Task goal: Report every line below that carries the word "FromStr".

++++++

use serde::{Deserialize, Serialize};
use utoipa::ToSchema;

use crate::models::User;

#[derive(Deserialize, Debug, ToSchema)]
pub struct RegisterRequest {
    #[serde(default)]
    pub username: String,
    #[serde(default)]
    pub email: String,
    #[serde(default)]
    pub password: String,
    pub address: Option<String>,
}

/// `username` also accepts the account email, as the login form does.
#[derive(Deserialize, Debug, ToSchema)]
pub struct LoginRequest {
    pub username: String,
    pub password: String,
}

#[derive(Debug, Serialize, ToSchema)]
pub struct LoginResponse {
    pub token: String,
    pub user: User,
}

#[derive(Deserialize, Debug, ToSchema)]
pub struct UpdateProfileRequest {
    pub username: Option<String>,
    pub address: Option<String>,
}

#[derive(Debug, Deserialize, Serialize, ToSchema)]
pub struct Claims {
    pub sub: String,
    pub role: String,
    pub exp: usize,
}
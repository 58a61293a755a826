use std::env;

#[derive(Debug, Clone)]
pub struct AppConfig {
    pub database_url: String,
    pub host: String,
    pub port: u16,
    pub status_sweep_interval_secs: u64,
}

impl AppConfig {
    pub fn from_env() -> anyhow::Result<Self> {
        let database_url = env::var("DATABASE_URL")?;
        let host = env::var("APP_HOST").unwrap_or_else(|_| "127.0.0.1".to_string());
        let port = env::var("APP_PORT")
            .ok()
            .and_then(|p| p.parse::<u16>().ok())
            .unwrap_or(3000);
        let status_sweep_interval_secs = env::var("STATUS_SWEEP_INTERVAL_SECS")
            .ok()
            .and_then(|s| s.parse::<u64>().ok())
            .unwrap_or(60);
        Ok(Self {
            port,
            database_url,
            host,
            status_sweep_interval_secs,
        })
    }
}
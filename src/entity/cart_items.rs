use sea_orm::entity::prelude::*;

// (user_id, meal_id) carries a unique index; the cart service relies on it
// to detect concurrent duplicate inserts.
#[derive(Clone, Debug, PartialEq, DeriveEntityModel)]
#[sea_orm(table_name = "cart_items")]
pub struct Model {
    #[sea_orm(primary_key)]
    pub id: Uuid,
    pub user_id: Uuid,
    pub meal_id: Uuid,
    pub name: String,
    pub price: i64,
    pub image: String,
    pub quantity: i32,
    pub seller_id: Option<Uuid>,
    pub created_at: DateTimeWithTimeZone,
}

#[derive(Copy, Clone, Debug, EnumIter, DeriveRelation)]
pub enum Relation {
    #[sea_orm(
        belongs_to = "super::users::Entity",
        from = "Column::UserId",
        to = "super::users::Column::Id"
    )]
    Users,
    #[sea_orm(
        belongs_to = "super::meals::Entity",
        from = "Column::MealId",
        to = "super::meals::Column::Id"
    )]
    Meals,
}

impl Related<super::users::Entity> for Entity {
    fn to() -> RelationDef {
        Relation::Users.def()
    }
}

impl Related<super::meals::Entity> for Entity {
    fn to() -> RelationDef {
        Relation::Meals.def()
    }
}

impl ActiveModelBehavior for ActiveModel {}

++++++

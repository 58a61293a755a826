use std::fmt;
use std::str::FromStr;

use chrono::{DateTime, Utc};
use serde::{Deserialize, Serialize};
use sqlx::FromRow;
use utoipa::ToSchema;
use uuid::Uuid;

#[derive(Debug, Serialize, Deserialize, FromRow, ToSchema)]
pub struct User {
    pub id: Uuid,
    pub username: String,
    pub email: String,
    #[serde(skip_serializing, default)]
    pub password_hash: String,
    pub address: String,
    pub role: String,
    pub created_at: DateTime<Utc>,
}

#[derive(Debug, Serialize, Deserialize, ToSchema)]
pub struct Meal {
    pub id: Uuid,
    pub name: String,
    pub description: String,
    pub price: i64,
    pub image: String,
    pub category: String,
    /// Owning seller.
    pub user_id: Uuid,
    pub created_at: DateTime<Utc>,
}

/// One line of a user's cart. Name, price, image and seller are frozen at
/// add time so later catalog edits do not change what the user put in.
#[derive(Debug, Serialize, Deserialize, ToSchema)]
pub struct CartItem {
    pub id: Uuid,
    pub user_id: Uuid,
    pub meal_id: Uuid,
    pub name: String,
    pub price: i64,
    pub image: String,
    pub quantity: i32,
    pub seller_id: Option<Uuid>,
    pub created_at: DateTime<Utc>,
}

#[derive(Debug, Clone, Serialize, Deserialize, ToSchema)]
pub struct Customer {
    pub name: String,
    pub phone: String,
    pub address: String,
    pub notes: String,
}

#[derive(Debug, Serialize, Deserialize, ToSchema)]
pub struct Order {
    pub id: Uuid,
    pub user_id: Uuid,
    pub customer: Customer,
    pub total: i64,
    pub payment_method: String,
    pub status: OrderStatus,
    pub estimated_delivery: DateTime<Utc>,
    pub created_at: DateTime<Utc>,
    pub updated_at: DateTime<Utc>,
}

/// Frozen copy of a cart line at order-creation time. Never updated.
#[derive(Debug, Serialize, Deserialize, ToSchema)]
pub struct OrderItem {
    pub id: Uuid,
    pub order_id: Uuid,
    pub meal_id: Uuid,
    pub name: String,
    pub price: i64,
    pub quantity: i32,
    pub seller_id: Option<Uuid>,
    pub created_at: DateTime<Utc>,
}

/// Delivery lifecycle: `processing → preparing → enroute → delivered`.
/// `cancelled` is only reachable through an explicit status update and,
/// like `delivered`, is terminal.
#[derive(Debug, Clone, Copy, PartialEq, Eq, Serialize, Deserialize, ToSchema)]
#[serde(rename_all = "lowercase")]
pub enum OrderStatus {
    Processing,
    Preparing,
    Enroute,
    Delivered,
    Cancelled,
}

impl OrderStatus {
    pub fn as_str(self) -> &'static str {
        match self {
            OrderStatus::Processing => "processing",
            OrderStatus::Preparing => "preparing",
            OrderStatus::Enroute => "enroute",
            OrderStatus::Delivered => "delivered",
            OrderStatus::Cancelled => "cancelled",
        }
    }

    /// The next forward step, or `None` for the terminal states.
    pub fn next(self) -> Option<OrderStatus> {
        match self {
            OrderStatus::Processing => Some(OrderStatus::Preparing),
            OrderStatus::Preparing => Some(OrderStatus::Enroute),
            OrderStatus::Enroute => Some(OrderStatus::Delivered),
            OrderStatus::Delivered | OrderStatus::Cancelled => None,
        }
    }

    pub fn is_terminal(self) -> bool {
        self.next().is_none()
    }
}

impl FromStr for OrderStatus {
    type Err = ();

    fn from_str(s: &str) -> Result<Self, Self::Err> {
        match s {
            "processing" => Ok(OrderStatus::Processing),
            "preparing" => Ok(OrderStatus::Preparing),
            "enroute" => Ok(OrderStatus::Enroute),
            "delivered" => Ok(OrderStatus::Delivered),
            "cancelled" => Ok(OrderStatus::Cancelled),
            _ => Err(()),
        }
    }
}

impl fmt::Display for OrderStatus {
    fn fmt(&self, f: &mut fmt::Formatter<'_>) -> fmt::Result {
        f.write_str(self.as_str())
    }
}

++++++

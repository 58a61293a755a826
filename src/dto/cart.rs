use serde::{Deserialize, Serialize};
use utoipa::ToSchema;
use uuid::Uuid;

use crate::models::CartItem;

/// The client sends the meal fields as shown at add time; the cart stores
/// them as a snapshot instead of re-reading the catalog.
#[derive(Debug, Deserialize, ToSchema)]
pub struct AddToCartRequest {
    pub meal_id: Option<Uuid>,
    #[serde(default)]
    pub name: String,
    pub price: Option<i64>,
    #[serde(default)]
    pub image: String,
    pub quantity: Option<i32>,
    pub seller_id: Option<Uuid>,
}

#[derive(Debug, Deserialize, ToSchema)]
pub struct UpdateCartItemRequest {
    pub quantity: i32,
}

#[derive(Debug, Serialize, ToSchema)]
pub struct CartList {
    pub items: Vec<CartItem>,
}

++++++

Exercise output:
use std::str::FromStr;
impl FromStr for OrderStatus {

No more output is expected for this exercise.